REQUIRED ACTION
Look through the data below and return each line where "with" appears.

** Opening RECORDED INFORMATION block **

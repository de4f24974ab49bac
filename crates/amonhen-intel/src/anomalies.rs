//! Volume, sentiment, and entity anomaly detection
//!
//! Grounded on `intelligence/anomalies.py::AnomalyDetector`. The volume
//! spike check intentionally double-counts the trailing 6h window inside
//! the 7-day average — this is preserved from the original rather than
//! fixed, per the design note against quietly diverging from validated
//! baseline behavior.

use amonhen_core_types::Result;
use amonhen_models::NarrativeCluster;
use amonhen_store::MetaStore;
use chrono::{DateTime, Duration, Utc};

#[derive(Debug, Clone, PartialEq)]
pub enum AnomalyRecord {
    VolumeSpike {
        cluster_id: String,
        cluster_label: String,
        recent_6h_count: usize,
        avg_hourly_7d: f64,
        spike_ratio: f64,
    },
    SentimentShift {
        cluster_id: String,
        cluster_label: String,
        sentiment_before: f64,
        sentiment_after: f64,
        shift: f64,
    },
    EntitySurge {
        entity_name: String,
        count_6h: usize,
    },
}

impl AnomalyRecord {
    pub fn description(&self) -> String {
        match self {
            AnomalyRecord::VolumeSpike {
                cluster_label,
                recent_6h_count,
                avg_hourly_7d,
                ..
            } => format!(
                "Volume spike in '{cluster_label}': {recent_6h_count} items in 6h vs {avg_hourly_7d:.1}/h avg"
            ),
            AnomalyRecord::SentimentShift {
                cluster_label,
                sentiment_before,
                sentiment_after,
                shift,
                ..
            } => format!(
                "Sentiment shift in '{cluster_label}': {sentiment_before:.2} -> {sentiment_after:.2} ({}{shift:.2})",
                if *shift > 0.0 { "+" } else { "" }
            ),
            AnomalyRecord::EntitySurge { entity_name, count_6h } => {
                format!("Entity surge: '{entity_name}' in {count_6h} items in 6h")
            }
        }
    }
}

pub struct AnomalyDetector;

impl AnomalyDetector {
    pub fn new() -> Self {
        Self
    }

    pub fn detect_volume_spikes(
        &self,
        clusters: &[NarrativeCluster],
        store: &MetaStore,
        now: DateTime<Utc>,
    ) -> Result<Vec<AnomalyRecord>> {
        let six_hours_ago = now - Duration::hours(6);
        let seven_days_ago = now - Duration::days(7);
        let mut anomalies = Vec::new();

        for cluster in clusters {
            let items = store.get_items_by_cluster(&cluster.id)?;
            if items.is_empty() {
                continue;
            }

            let recent_count = items.iter().filter(|i| i.published_at >= six_hours_ago).count();
            let week_count = items.iter().filter(|i| i.published_at >= seven_days_ago).count();
            let avg_hourly = if week_count > 0 {
                week_count as f64 / (7.0 * 24.0)
            } else {
                0.0
            };
            let six_hour_rate = recent_count as f64 / 6.0;

            if avg_hourly > 0.0 && six_hour_rate > 3.0 * avg_hourly {
                anomalies.push(AnomalyRecord::VolumeSpike {
                    cluster_id: cluster.id.clone(),
                    cluster_label: cluster.label.clone(),
                    recent_6h_count: recent_count,
                    avg_hourly_7d: round2(avg_hourly),
                    spike_ratio: round2(six_hour_rate / avg_hourly),
                });
            }
        }
        Ok(anomalies)
    }

    pub fn detect_sentiment_shifts(
        &self,
        clusters: &[NarrativeCluster],
        store: &MetaStore,
        now: DateTime<Utc>,
    ) -> Result<Vec<AnomalyRecord>> {
        let one_day_ago = now - Duration::hours(24);
        let two_days_ago = now - Duration::hours(48);
        let mut anomalies = Vec::new();

        for cluster in clusters {
            let items = store.get_items_by_cluster(&cluster.id)?;
            if items.is_empty() {
                continue;
            }

            let recent: Vec<f64> = items
                .iter()
                .filter(|i| i.published_at >= one_day_ago)
                .map(|i| i.sentiment)
                .collect();
            let older: Vec<f64> = items
                .iter()
                .filter(|i| i.published_at >= two_days_ago && i.published_at < one_day_ago)
                .map(|i| i.sentiment)
                .collect();

            if recent.is_empty() || older.is_empty() {
                continue;
            }

            let avg_recent = recent.iter().sum::<f64>() / recent.len() as f64;
            let avg_older = older.iter().sum::<f64>() / older.len() as f64;
            let shift = avg_recent - avg_older;

            if shift.abs() > 0.5 {
                anomalies.push(AnomalyRecord::SentimentShift {
                    cluster_id: cluster.id.clone(),
                    cluster_label: cluster.label.clone(),
                    sentiment_before: round3(avg_older),
                    sentiment_after: round3(avg_recent),
                    shift: round3(shift),
                });
            }
        }
        Ok(anomalies)
    }

    pub fn detect_entity_surges(&self, store: &MetaStore, now: DateTime<Utc>) -> Result<Vec<AnomalyRecord>> {
        let six_hours_ago = now - Duration::hours(6);
        let recent_items = store.get_items(Some(six_hours_ago), 1000, None)?;

        let mut entity_counts: std::collections::HashMap<String, usize> = std::collections::HashMap::new();
        for item in &recent_items {
            for entity in &item.entities {
                *entity_counts.entry(entity.name.clone()).or_insert(0) += 1;
            }
        }

        Ok(entity_counts
            .into_iter()
            .filter(|(_, count)| *count > 10)
            .map(|(entity_name, count_6h)| AnomalyRecord::EntitySurge { entity_name, count_6h })
            .collect())
    }
}

impl Default for AnomalyDetector {
    fn default() -> Self {
        Self::new()
    }
}

fn round2(v: f64) -> f64 {
    (v * 100.0).round() / 100.0
}

fn round3(v: f64) -> f64 {
    (v * 1000.0).round() / 1000.0
}

#[cfg(test)]
mod tests {
    use super::*;

    #[test]
    fn volume_spike_description_matches_format() {
        let record = AnomalyRecord::VolumeSpike {
            cluster_id: "c1".to_string(),
            cluster_label: "Flood Response".to_string(),
            recent_6h_count: 42,
            avg_hourly_7d: 2.5,
            spike_ratio: 16.8,
        };
        assert_eq!(
            record.description(),
            "Volume spike in 'Flood Response': 42 items in 6h vs 2.5/h avg"
        );
    }

    #[test]
    fn sentiment_shift_description_includes_sign() {
        let record = AnomalyRecord::SentimentShift {
            cluster_id: "c1".to_string(),
            cluster_label: "Election Coverage".to_string(),
            sentiment_before: -0.2,
            sentiment_after: 0.4,
            shift: 0.6,
        };
        assert_eq!(
            record.description(),
            "Sentiment shift in 'Election Coverage': -0.20 -> 0.40 (+0.60)"
        );
    }

    #[test]
    fn entity_surge_description_matches_format() {
        let record = AnomalyRecord::EntitySurge {
            entity_name: "Acme Corp".to_string(),
            count_6h: 15,
        };
        assert_eq!(record.description(), "Entity surge: 'Acme Corp' in 15 items in 6h");
    }
}
//! Test capture mode for deterministic logging assertions

use std::collections::HashMap;
use std::sync::{Arc, Mutex, OnceLock};
use tracing::field::Visit;
use tracing::{Level, Subscriber};
use tracing_subscriber::layer::{Context, SubscriberExt};
use tracing_subscriber::registry::LookupSpan;
use tracing_subscriber::util::SubscriberInitExt;
use tracing_subscriber::Layer;

/// A captured log event with all its fields.
#[derive(Clone, Debug)]
pub struct CapturedEvent {
    pub level: Level,
    pub component: Option<String>,
    pub op: Option<String>,
    pub event: Option<String>,
    pub fields: HashMap<String, String>,
}

struct FieldVisitor {
    fields: HashMap<String, String>,
}

impl FieldVisitor {
    fn new() -> Self {
        Self {
            fields: HashMap::new(),
        }
    }
}

impl Visit for FieldVisitor {
    fn record_debug(&mut self, field: &tracing::field::Field, value: &dyn std::fmt::Debug) {
        self.fields
            .insert(field.name().to_string(), format!("{:?}", value));
    }

    fn record_str(&mut self, field: &tracing::field::Field, value: &str) {
        self.fields
            .insert(field.name().to_string(), value.to_string());
    }

    fn record_i64(&mut self, field: &tracing::field::Field, value: i64) {
        self.fields
            .insert(field.name().to_string(), value.to_string());
    }

    fn record_u64(&mut self, field: &tracing::field::Field, value: u64) {
        self.fields
            .insert(field.name().to_string(), value.to_string());
    }
}

struct TestCaptureLayer {
    events: Arc<Mutex<Vec<CapturedEvent>>>,
}

impl TestCaptureLayer {
    fn new() -> (Self, TestCapture) {
        let events = Arc::new(Mutex::new(Vec::new()));
        let layer = Self {
            events: events.clone(),
        };
        (layer, TestCapture { events })
    }
}

impl<S> Layer<S> for TestCaptureLayer
where
    S: Subscriber + for<'a> LookupSpan<'a>,
{
    fn on_event(&self, event: &tracing::Event<'_>, _ctx: Context<'_, S>) {
        let metadata = event.metadata();
        let mut visitor = FieldVisitor::new();
        event.record(&mut visitor);

        let captured = CapturedEvent {
            level: *metadata.level(),
            component: visitor.fields.get("component").cloned(),
            op: visitor.fields.get("op").cloned(),
            event: visitor.fields.get("event").cloned(),
            fields: visitor.fields,
        };

        if let Ok(mut events) = self.events.lock() {
            events.push(captured);
        }
    }
}

/// Handle for inspecting captured events in a test.
#[derive(Clone)]
pub struct TestCapture {
    events: Arc<Mutex<Vec<CapturedEvent>>>,
}

impl TestCapture {
    pub fn events(&self) -> Vec<CapturedEvent> {
        self.events.lock().map(|e| e.clone()).unwrap_or_default()
    }

    /// Panics if no captured event has the given op + event-kind pair.
    pub fn assert_event_exists(&self, op: &str, event: &str) {
        let events = self.events();
        let found = events
            .iter()
            .any(|e| e.op.as_deref() == Some(op) && e.event.as_deref() == Some(event));
        assert!(
            found,
            "expected event op={op} event={event} not found in {} captured events",
            events.len()
        );
    }

    pub fn clear(&self) {
        if let Ok(mut events) = self.events.lock() {
            events.clear();
        }
    }

    pub fn count_events<F>(&self, predicate: F) -> usize
    where
        F: Fn(&CapturedEvent) -> bool,
    {
        self.events().iter().filter(|e| predicate(e)).count()
    }
}

static GLOBAL_CAPTURE: OnceLock<TestCapture> = OnceLock::new();

/// Initialize (once) a global test-capture subscriber and return a handle.
pub fn init_test_capture() -> TestCapture {
    GLOBAL_CAPTURE
        .get_or_init(|| {
            let (layer, capture) = TestCaptureLayer::new();
            tracing_subscriber::registry().with(layer).init();
            capture
        })
        .clone()
}

#[cfg(test)]
mod tests {
    use super::*;

    #[test]
    fn captured_event_clones() {
        let event = CapturedEvent {
            level: Level::INFO,
            component: Some("test".to_string()),
            op: Some("test_op".to_string()),
            event: Some("start".to_string()),
            fields: HashMap::new(),
        };
        let cloned = event.clone();
        assert_eq!(cloned.op, event.op);
    }
}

** Closing RECORDED INFORMATION block **

THE ANSWER
/// A captured log event with all its fields.
            tracing_subscriber::registry().with(layer).init();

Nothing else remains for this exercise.